## PROVIDED DATA

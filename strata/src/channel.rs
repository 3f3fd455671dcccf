//! Playback channels and the pool that hands them out.
//!
//! - [`ChannelCategory`]: music, effect or loop
//! - [`ChannelLease`]: a generation-checked reference to an acquired channel
//! - [`Channel`]: one reusable voice plus the state Strata last pushed to it
//! - [`ChannelPool`]: per-category, grow-only pool of channels
//!
//! Channels are never destroyed while the orchestrator lives. Releasing one
//! stops it and makes it idle; the next acquisition bumps its generation so
//! every lease held by the previous owner goes stale.

use crate::backend::{RenderBackend, VoiceId};
use crate::config::{Placement, SpatialParams};
use crate::error::{Result, StrataError};
use crate::math::clamp01;
use crate::pack::{AudioClip, OutputGroup};
use std::fmt;
use std::sync::Arc;
use std::time::Duration;

#[derive(Copy, Clone, Debug, PartialEq, Eq, Hash, PartialOrd, Ord)]
pub enum ChannelCategory {
    Music,
    Effect,
    Loop,
}

impl ChannelCategory {
    pub const ALL: [ChannelCategory; 3] = [Self::Music, Self::Effect, Self::Loop];

    fn slot(self) -> usize {
        match self {
            Self::Music => 0,
            Self::Effect => 1,
            Self::Loop => 2,
        }
    }
}

impl fmt::Display for ChannelCategory {
    fn fmt(&self, f: &mut fmt::Formatter<'_>) -> fmt::Result {
        let name = match self {
            Self::Music => "music",
            Self::Effect => "effect",
            Self::Loop => "loop",
        };
        f.write_str(name)
    }
}

/// Index of a channel in the pool's arena.
#[derive(Copy, Clone, Debug, PartialEq, Eq, Hash, PartialOrd, Ord)]
pub struct ChannelId(usize);

impl ChannelId {
    pub fn index(&self) -> usize {
        self.0
    }
}

impl fmt::Display for ChannelId {
    fn fmt(&self, f: &mut fmt::Formatter<'_>) -> fmt::Result {
        write!(f, "ChannelId({})", self.0)
    }
}

/// An acquired channel. Valid until the channel is released or re-acquired.
#[derive(Copy, Clone, Debug, PartialEq, Eq, Hash)]
pub struct ChannelLease {
    pub id: ChannelId,
    pub generation: u64,
}

impl fmt::Display for ChannelLease {
    fn fmt(&self, f: &mut fmt::Formatter<'_>) -> fmt::Result {
        write!(f, "{}@{}", self.id, self.generation)
    }
}

/// One playback voice and the state last pushed to the renderer.
#[derive(Debug)]
pub struct Channel {
    id: ChannelId,
    voice: VoiceId,
    category: ChannelCategory,
    generation: u64,
    leased: bool,
    paused: bool,
    clip: Option<Arc<AudioClip>>,
    volume: f32,
    pitch: f32,
    spatial: SpatialParams,
    placement: Placement,
}

impl Channel {
    fn new(id: ChannelId, voice: VoiceId, category: ChannelCategory) -> Self {
        Self {
            id,
            voice,
            category,
            generation: 0,
            leased: false,
            paused: false,
            clip: None,
            volume: 1.0,
            pitch: 1.0,
            spatial: SpatialParams::default(),
            placement: Placement::None,
        }
    }

    pub fn id(&self) -> ChannelId {
        self.id
    }

    pub fn voice(&self) -> VoiceId {
        self.voice
    }

    pub fn category(&self) -> ChannelCategory {
        self.category
    }

    pub fn generation(&self) -> u64 {
        self.generation
    }

    pub fn lease(&self) -> ChannelLease {
        ChannelLease {
            id: self.id,
            generation: self.generation,
        }
    }

    pub fn clip(&self) -> Option<&Arc<AudioClip>> {
        self.clip.as_ref()
    }

    pub fn volume(&self) -> f32 {
        self.volume
    }

    pub fn pitch(&self) -> f32 {
        self.pitch
    }

    pub fn spatial(&self) -> &SpatialParams {
        &self.spatial
    }

    pub fn placement(&self) -> &Placement {
        &self.placement
    }

    pub fn is_paused(&self) -> bool {
        self.paused
    }

    /// Playing or paused. A busy channel is never handed out.
    pub fn is_busy(&self, render: &dyn RenderBackend) -> bool {
        self.paused || render.is_playing(self.voice)
    }

    pub(crate) fn set_clip(&mut self, render: &mut dyn RenderBackend, clip: Arc<AudioClip>) {
        render.set_clip(self.voice, Some(&clip));
        self.clip = Some(clip);
    }

    pub(crate) fn set_volume(&mut self, render: &mut dyn RenderBackend, volume: f32) {
        let volume = clamp01(volume);
        render.set_volume(self.voice, volume);
        self.volume = volume;
    }

    pub(crate) fn set_pitch(&mut self, render: &mut dyn RenderBackend, pitch: f32) {
        render.set_pitch(self.voice, pitch);
        self.pitch = pitch;
    }

    pub(crate) fn set_spatial(&mut self, render: &mut dyn RenderBackend, spatial: SpatialParams) {
        render.set_spatial(self.voice, &spatial);
        self.spatial = spatial;
    }

    pub(crate) fn set_placement(&mut self, placement: Placement) {
        self.placement = placement;
    }

    pub(crate) fn set_output_group(
        &mut self,
        render: &mut dyn RenderBackend,
        group: Option<&OutputGroup>,
    ) {
        render.set_output_group(self.voice, group);
    }

    pub(crate) fn set_time(&mut self, render: &mut dyn RenderBackend, position: Duration) {
        render.set_time(self.voice, position);
    }

    pub(crate) fn set_looping(&mut self, render: &mut dyn RenderBackend, looping: bool) {
        render.set_looping(self.voice, looping);
    }

    pub(crate) fn play(&mut self, render: &mut dyn RenderBackend) {
        render.play(self.voice);
        self.paused = false;
    }

    pub(crate) fn pause(&mut self, render: &mut dyn RenderBackend) {
        if render.is_playing(self.voice) {
            render.pause(self.voice);
            self.paused = true;
        }
    }

    pub(crate) fn resume(&mut self, render: &mut dyn RenderBackend) {
        if self.paused {
            render.resume(self.voice);
            self.paused = false;
        }
    }

    pub(crate) fn stop(&mut self, render: &mut dyn RenderBackend) {
        render.stop(self.voice);
        self.paused = false;
    }
}

/// Grow-only pool of channels with one index list per category.
#[derive(Debug, Default)]
pub struct ChannelPool {
    channels: Vec<Channel>,
    by_category: [Vec<ChannelId>; 3],
}

impl ChannelPool {
    pub fn new() -> Self {
        Self::default()
    }

    /// Hands out an idle channel of `category`, creating one if none is idle.
    ///
    /// The returned channel carries a fresh generation; the caller owns it
    /// until it is released.
    pub fn acquire(
        &mut self,
        category: ChannelCategory,
        render: &mut dyn RenderBackend,
    ) -> Result<ChannelLease> {
        let view: &dyn RenderBackend = &*render;
        let idle = self.by_category[category.slot()]
            .iter()
            .copied()
            .find(|id| !self.channels[id.index()].is_busy(view));

        let id = match idle {
            Some(id) => id,
            None => {
                let voice = render
                    .create_voice(category)
                    .ok_or(StrataError::MissingTemplate(category))?;
                let id = ChannelId(self.channels.len());
                self.channels.push(Channel::new(id, voice, category));
                self.by_category[category.slot()].push(id);
                log::debug!(
                    "Created {} channel {} ({} in category)",
                    category,
                    id,
                    self.by_category[category.slot()].len()
                );
                id
            }
        };

        let channel = &mut self.channels[id.index()];
        channel.generation += 1;
        channel.leased = true;
        channel.paused = false;
        Ok(channel.lease())
    }

    /// Stops the channel and returns it to idle. Stale leases are ignored.
    pub fn release(&mut self, lease: ChannelLease, render: &mut dyn RenderBackend) -> bool {
        let Some(channel) = self.get_mut(lease) else {
            return false;
        };
        channel.stop(render);
        channel.set_volume(render, 0.0);
        channel.leased = false;
        log::debug!("Released {} channel {}", channel.category, lease);
        true
    }

    /// True while `lease` still refers to the channel's current owner.
    pub fn is_current(&self, lease: ChannelLease) -> bool {
        self.get(lease).is_some()
    }

    pub fn get(&self, lease: ChannelLease) -> Option<&Channel> {
        self.channels
            .get(lease.id.index())
            .filter(|channel| channel.leased && channel.generation == lease.generation)
    }

    pub fn get_mut(&mut self, lease: ChannelLease) -> Option<&mut Channel> {
        self.channels
            .get_mut(lease.id.index())
            .filter(|channel| channel.leased && channel.generation == lease.generation)
    }

    /// Like [`get_mut`](Self::get_mut) but reports a stale lease as an error.
    pub fn checked_mut(&mut self, lease: ChannelLease) -> Result<&mut Channel> {
        self.get_mut(lease)
            .ok_or(StrataError::StaleChannel(lease.id))
    }

    /// Looks a channel up regardless of ownership.
    pub fn channel(&self, id: ChannelId) -> Option<&Channel> {
        self.channels.get(id.index())
    }

    pub fn len(&self) -> usize {
        self.channels.len()
    }

    pub fn is_empty(&self) -> bool {
        self.channels.is_empty()
    }

    pub fn len_of(&self, category: ChannelCategory) -> usize {
        self.by_category[category.slot()].len()
    }

    pub fn idle_count(&self, category: ChannelCategory, render: &dyn RenderBackend) -> usize {
        self.by_category[category.slot()]
            .iter()
            .filter(|id| !self.channels[id.index()].is_busy(render))
            .count()
    }

    /// Stops and destroys every voice. Only used when the orchestrator goes away.
    pub(crate) fn teardown(&mut self, render: &mut dyn RenderBackend) {
        for channel in self.channels.drain(..) {
            render.stop(channel.voice);
            render.destroy_voice(channel.voice);
        }
        for list in self.by_category.iter_mut() {
            list.clear();
        }
    }
}
//! Error types for Strata

use crate::channel::{ChannelCategory, ChannelId};
use thiserror::Error;

#[derive(Error, Debug, Clone, PartialEq)]
pub enum StrataError {
    #[error("No {0} channel template configured; the backend refused to create a voice")]
    MissingTemplate(ChannelCategory),

    #[error("Pack '{0}' has no clips")]
    EmptyPack(String),

    #[error("Clip index {index} is out of range for pack '{pack}' ({len} clips)")]
    ClipIndexOutOfRange {
        pack: String,
        index: usize,
        len: usize,
    },

    #[error("Channel {0} was reclaimed by another owner")]
    StaleChannel(ChannelId),

    #[error("Backend error: {0}")]
    Backend(String),

    #[error("Configuration error: {0}")]
    Configuration(String),
}

pub type Result<T> = std::result::Result<T, StrataError>;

## WHAT NEEDS TO BE DONE
From the entries above, copy out every line where the string "Display" appears.

## WRITTEN SOLUTION
impl fmt::Display for ChannelCategory {
impl fmt::Display for ChannelId {
impl fmt::Display for ChannelLease {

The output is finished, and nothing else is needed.